Data supplied:
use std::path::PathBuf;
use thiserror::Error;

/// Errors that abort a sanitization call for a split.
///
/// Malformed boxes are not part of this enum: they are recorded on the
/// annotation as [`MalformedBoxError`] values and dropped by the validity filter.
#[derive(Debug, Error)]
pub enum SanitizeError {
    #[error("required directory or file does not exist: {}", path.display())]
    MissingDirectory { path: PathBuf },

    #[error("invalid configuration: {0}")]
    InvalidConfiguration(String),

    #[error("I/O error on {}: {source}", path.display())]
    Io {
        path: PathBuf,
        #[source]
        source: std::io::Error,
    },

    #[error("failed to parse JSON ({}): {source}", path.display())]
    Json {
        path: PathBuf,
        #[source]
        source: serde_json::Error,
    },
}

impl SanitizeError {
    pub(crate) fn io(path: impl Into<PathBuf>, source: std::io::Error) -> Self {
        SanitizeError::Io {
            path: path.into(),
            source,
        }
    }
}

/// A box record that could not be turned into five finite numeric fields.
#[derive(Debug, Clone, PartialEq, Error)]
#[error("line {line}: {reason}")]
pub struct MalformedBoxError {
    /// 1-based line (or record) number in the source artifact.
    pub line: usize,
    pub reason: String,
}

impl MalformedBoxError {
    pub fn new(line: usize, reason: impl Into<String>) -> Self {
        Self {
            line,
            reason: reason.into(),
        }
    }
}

--

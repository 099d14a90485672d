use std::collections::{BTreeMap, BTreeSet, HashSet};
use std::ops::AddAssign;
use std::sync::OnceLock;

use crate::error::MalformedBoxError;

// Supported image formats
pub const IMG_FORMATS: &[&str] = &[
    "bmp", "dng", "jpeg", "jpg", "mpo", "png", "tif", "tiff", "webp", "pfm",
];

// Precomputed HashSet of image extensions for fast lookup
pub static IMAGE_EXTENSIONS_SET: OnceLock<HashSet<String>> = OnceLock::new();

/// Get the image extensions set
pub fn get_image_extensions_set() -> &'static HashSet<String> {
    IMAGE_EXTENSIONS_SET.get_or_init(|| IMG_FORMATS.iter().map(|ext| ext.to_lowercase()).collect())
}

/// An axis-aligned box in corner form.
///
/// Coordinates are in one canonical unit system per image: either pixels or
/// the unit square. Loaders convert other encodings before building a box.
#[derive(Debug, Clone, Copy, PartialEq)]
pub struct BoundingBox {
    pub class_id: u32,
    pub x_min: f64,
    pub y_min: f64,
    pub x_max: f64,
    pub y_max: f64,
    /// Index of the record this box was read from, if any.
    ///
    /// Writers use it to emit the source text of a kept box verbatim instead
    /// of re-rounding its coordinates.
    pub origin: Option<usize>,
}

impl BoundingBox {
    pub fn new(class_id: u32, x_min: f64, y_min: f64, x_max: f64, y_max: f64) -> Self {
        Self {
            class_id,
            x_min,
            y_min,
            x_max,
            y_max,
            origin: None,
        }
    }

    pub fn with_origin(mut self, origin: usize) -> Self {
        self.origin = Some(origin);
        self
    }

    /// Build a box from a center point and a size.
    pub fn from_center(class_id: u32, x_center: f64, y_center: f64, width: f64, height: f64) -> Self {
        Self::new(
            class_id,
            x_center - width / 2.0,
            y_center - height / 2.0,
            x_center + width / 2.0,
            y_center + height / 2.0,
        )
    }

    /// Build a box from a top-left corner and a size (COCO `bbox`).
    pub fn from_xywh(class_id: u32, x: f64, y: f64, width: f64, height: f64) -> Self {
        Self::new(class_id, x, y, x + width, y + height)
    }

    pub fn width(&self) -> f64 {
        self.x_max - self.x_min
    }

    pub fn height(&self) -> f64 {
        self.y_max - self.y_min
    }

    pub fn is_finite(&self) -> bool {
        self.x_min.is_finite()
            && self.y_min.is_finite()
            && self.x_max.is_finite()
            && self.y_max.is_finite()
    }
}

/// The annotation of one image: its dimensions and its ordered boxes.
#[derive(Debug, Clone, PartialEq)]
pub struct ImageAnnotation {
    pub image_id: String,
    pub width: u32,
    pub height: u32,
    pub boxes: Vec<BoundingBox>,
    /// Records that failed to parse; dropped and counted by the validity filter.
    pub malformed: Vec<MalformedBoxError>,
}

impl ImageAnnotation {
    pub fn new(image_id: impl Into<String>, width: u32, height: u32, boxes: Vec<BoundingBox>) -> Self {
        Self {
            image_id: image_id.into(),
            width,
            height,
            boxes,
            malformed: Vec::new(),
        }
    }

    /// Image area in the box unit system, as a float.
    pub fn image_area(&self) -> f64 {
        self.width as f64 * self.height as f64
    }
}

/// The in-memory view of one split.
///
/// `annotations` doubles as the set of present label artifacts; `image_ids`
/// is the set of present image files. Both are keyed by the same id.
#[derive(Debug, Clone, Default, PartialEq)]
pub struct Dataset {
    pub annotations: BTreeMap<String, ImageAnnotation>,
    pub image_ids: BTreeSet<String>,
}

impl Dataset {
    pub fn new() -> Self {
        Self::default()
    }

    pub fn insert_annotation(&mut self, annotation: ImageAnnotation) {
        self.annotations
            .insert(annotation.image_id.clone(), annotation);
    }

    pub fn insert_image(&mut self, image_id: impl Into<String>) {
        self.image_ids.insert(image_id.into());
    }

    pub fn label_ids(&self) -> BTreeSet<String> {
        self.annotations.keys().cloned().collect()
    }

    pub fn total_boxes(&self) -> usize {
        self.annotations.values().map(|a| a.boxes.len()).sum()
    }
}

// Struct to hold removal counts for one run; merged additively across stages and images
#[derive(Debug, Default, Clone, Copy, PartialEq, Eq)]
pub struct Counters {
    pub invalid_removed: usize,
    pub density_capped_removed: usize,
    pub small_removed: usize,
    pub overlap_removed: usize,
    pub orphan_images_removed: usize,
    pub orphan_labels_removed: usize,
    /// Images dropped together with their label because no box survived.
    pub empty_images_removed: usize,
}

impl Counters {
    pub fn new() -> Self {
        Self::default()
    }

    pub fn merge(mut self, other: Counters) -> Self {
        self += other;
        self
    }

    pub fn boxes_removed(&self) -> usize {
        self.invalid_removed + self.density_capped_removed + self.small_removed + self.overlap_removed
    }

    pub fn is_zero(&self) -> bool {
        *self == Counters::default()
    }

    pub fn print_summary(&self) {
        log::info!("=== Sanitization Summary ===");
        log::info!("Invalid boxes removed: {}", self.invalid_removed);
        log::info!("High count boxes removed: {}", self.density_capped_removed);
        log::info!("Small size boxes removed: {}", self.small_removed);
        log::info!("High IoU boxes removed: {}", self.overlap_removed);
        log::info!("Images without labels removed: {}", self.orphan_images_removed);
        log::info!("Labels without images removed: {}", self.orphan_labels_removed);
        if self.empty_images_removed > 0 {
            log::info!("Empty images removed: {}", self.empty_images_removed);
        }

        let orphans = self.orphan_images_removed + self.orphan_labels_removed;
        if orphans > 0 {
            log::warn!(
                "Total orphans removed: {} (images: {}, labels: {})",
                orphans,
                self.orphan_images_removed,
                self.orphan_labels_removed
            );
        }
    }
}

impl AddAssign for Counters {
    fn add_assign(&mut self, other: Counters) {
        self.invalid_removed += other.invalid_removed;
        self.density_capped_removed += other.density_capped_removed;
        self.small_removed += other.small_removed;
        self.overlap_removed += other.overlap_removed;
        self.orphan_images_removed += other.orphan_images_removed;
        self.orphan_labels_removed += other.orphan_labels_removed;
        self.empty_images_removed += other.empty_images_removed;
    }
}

---

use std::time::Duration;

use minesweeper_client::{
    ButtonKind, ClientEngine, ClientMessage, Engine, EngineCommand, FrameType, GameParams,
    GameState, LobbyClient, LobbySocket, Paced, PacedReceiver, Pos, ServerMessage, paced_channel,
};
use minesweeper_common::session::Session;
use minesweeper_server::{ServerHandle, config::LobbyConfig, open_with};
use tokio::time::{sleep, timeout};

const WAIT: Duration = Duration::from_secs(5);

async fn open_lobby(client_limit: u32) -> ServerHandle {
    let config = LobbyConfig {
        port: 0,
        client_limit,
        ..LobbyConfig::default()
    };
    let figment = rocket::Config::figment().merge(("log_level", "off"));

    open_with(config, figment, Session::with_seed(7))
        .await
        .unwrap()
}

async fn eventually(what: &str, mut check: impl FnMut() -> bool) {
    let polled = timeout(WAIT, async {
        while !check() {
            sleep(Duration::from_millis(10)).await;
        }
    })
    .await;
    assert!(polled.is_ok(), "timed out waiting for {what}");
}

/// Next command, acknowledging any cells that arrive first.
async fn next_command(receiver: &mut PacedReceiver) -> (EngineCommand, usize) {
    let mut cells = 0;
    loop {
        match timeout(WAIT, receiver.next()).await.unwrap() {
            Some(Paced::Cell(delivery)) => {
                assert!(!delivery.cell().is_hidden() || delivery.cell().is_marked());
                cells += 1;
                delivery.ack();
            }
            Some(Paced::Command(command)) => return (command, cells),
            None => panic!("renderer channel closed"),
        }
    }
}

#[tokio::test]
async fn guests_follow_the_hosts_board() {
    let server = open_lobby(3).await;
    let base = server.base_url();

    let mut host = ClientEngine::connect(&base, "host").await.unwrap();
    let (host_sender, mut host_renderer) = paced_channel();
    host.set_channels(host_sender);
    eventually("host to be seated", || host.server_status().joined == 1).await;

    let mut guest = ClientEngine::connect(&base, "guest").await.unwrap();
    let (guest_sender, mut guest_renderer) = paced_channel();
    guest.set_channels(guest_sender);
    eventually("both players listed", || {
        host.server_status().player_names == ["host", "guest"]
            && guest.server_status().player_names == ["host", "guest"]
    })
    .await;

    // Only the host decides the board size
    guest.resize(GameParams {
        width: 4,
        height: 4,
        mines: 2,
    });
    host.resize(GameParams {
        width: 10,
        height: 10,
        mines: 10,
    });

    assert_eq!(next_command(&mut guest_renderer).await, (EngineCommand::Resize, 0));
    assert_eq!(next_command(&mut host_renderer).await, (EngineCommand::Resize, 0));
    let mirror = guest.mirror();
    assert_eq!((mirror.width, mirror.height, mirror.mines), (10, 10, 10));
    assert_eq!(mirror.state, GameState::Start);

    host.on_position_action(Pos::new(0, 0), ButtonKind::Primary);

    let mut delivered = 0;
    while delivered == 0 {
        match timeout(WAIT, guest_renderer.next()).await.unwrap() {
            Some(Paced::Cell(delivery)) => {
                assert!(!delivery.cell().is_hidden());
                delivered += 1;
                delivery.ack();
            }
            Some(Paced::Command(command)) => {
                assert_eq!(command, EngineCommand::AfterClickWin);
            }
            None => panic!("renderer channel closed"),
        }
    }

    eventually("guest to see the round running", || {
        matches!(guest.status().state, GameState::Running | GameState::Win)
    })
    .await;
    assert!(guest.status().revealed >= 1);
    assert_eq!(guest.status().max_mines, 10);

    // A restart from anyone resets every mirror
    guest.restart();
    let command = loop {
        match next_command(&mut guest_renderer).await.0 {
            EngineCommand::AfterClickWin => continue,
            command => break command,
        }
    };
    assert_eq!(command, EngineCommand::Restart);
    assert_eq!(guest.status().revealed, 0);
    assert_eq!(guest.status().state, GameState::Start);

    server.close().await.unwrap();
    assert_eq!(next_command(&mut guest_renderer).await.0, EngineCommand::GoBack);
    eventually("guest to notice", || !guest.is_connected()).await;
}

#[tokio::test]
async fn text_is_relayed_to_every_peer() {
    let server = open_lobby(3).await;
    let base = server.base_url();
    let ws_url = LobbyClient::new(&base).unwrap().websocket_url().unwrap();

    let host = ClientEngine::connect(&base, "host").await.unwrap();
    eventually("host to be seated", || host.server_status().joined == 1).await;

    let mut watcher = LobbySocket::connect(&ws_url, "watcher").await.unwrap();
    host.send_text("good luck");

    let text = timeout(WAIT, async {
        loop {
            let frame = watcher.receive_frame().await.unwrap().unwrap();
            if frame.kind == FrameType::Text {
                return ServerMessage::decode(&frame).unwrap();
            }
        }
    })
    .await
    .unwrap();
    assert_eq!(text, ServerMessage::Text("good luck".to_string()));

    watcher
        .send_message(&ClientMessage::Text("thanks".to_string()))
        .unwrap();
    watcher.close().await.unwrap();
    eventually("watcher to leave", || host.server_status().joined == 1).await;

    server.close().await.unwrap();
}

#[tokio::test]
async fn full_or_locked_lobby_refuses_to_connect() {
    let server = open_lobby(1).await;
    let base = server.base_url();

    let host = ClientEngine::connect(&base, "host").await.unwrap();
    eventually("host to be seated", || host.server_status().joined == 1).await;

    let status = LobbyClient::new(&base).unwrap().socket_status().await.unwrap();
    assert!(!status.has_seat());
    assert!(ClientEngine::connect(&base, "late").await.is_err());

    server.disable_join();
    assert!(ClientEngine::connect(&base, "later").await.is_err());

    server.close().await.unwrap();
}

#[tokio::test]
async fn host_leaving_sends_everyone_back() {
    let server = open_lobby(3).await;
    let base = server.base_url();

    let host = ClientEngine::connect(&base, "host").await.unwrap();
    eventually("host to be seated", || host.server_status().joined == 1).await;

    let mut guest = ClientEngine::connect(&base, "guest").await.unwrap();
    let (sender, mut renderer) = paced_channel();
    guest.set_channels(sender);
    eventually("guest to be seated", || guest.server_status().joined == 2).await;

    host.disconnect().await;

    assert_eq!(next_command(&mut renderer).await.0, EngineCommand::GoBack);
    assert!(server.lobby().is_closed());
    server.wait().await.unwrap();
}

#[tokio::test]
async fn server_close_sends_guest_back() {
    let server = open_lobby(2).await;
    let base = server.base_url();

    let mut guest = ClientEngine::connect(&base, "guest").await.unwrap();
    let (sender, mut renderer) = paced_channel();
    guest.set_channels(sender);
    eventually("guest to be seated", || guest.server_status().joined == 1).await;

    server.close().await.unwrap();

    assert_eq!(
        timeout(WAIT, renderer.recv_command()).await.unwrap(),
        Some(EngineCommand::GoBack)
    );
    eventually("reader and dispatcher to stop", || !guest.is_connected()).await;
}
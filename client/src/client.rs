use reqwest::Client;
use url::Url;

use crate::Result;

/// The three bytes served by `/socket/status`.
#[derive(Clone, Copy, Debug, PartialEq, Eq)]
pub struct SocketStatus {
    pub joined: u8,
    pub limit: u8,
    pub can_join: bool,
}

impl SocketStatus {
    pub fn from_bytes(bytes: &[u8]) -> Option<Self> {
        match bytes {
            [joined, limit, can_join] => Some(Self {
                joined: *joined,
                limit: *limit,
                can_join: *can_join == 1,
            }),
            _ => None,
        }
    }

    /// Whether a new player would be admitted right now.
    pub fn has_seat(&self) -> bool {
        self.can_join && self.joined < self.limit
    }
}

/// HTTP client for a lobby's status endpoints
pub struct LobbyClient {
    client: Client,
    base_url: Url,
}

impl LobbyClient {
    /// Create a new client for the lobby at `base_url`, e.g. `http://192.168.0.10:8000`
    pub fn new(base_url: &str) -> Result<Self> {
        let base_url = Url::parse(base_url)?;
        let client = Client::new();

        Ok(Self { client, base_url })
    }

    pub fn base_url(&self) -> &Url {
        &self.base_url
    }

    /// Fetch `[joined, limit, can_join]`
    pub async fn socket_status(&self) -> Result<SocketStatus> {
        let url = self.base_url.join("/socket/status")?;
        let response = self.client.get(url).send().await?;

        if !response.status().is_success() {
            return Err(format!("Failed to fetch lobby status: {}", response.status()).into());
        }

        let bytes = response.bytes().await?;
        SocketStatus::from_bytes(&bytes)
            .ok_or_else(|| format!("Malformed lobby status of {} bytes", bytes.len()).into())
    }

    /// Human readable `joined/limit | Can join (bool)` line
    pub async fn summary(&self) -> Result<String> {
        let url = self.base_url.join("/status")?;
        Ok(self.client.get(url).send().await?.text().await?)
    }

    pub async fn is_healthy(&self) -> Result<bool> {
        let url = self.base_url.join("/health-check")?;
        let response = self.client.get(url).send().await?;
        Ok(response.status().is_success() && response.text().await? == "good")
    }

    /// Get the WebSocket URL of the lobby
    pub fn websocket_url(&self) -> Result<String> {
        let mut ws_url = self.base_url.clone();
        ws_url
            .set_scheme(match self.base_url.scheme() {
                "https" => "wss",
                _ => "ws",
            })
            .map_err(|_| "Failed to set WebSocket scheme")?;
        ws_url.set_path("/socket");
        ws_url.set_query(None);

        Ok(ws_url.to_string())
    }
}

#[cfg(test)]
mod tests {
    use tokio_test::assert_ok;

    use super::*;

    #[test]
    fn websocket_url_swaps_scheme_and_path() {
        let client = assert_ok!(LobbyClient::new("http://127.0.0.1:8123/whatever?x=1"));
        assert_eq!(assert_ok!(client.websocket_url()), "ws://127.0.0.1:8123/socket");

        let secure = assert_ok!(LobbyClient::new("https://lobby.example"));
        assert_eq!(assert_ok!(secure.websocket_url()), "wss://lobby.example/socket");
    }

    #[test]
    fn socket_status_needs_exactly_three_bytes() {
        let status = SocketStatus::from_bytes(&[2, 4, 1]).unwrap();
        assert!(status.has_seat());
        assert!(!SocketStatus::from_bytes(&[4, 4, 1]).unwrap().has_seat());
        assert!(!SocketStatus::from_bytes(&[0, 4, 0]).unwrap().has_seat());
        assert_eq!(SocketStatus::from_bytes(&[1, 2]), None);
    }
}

Description of the task:
Taking the material above, extract exactly and only the lines from the line with "use std::path::PathBuf;" to the line with "pub(crate) fn io(path: impl", inclusive of both.

Task answer:
use std::path::PathBuf;
use thiserror::Error;

/// Errors that abort a sanitization call for a split.
///
/// Malformed boxes are not part of this enum: they are recorded on the
/// annotation as [`MalformedBoxError`] values and dropped by the validity filter.
#[derive(Debug, Error)]
pub enum SanitizeError {
    #[error("required directory or file does not exist: {}", path.display())]
    MissingDirectory { path: PathBuf },

    #[error("invalid configuration: {0}")]
    InvalidConfiguration(String),

    #[error("I/O error on {}: {source}", path.display())]
    Io {
        path: PathBuf,
        #[source]
        source: std::io::Error,
    },

    #[error("failed to parse JSON ({}): {source}", path.display())]
    Json {
        path: PathBuf,
        #[source]
        source: serde_json::Error,
    },
}

impl SanitizeError {
    pub(crate) fn io(path: impl Into<PathBuf>, source: std::io::Error) -> Self {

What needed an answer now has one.